Data for this exercise section start
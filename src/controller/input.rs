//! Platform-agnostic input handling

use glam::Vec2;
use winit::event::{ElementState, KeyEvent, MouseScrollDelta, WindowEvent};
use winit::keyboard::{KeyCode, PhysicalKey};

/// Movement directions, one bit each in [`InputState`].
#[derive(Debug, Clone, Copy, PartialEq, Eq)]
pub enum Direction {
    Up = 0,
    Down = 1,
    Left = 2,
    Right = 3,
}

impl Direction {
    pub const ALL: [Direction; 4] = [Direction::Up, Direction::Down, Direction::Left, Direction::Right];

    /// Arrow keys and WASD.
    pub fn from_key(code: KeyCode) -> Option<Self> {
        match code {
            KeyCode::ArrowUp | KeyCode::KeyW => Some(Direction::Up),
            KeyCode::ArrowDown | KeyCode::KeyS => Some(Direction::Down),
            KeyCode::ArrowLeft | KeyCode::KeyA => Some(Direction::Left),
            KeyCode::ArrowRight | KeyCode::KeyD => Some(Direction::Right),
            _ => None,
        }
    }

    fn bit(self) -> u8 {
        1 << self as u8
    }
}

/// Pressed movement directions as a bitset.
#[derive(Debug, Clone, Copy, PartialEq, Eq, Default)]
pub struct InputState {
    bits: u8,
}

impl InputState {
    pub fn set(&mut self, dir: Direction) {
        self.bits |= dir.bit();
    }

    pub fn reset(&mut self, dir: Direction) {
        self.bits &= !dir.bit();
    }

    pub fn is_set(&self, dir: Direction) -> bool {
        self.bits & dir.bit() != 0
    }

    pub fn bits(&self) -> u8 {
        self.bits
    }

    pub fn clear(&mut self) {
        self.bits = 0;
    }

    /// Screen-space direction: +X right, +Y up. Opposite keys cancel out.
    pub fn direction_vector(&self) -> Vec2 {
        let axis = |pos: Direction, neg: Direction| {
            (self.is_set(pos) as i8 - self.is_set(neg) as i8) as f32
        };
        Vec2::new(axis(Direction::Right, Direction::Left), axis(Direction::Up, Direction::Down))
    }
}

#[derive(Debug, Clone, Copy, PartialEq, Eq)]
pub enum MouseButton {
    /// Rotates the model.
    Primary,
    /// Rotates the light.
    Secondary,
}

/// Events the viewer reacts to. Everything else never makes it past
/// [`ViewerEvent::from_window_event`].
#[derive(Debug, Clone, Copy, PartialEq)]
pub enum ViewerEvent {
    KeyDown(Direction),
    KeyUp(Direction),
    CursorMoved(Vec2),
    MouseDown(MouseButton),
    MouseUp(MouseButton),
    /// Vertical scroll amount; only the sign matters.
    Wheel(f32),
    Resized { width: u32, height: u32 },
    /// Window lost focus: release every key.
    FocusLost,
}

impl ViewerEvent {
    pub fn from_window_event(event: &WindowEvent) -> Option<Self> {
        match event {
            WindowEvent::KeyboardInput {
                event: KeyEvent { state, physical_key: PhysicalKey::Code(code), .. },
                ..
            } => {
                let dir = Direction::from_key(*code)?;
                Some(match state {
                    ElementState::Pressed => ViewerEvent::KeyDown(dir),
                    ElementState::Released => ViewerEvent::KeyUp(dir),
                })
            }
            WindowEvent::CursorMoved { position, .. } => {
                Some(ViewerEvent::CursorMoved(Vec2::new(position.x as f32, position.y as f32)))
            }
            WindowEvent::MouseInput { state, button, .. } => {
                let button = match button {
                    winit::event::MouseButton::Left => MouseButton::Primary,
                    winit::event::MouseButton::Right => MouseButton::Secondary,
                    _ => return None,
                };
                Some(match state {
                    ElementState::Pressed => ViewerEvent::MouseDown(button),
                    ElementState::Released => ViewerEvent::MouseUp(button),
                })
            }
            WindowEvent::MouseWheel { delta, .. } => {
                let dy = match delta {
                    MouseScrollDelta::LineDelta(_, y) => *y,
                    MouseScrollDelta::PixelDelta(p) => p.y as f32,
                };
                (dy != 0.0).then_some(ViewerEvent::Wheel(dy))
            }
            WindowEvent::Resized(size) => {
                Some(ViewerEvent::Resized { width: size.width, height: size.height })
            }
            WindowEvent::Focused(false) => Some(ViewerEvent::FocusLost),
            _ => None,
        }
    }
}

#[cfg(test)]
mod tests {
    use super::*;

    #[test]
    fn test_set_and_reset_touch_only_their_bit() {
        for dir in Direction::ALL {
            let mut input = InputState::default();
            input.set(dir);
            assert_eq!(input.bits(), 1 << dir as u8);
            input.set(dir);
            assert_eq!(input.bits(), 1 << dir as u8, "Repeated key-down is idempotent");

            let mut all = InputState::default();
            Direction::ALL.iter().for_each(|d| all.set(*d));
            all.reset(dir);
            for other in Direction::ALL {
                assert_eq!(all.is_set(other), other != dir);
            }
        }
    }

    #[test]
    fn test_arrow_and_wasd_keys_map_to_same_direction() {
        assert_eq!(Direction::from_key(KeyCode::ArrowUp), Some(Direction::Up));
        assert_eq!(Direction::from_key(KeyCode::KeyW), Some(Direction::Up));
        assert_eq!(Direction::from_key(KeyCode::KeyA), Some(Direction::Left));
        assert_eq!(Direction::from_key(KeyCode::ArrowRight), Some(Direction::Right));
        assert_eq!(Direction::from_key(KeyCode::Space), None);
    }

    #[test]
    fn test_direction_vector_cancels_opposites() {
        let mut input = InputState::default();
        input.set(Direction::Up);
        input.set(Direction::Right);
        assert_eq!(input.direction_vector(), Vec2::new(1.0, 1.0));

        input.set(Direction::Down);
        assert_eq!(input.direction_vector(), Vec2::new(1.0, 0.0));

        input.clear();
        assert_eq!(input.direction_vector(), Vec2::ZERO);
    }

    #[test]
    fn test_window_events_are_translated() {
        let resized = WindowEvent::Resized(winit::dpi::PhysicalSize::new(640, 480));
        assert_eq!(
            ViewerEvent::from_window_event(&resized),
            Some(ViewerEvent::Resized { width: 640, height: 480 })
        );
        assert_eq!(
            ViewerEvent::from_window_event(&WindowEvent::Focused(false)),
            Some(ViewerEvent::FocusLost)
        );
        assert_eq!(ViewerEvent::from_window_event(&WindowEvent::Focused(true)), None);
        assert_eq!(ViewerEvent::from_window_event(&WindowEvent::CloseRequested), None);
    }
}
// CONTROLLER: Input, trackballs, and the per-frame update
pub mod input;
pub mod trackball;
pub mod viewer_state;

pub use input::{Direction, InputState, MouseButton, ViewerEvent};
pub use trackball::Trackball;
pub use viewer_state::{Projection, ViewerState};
Data for this exercise section end
• **Work request**
Show every line in the listing above that carries the word "winit".

• **Expected answer**
use winit::event::{ElementState, KeyEvent, MouseScrollDelta, WindowEvent};
use winit::keyboard::{KeyCode, PhysicalKey};
                    winit::event::MouseButton::Left => MouseButton::Primary,
                    winit::event::MouseButton::Right => MouseButton::Secondary,
        let resized = WindowEvent::Resized(winit::dpi::PhysicalSize::new(640, 480));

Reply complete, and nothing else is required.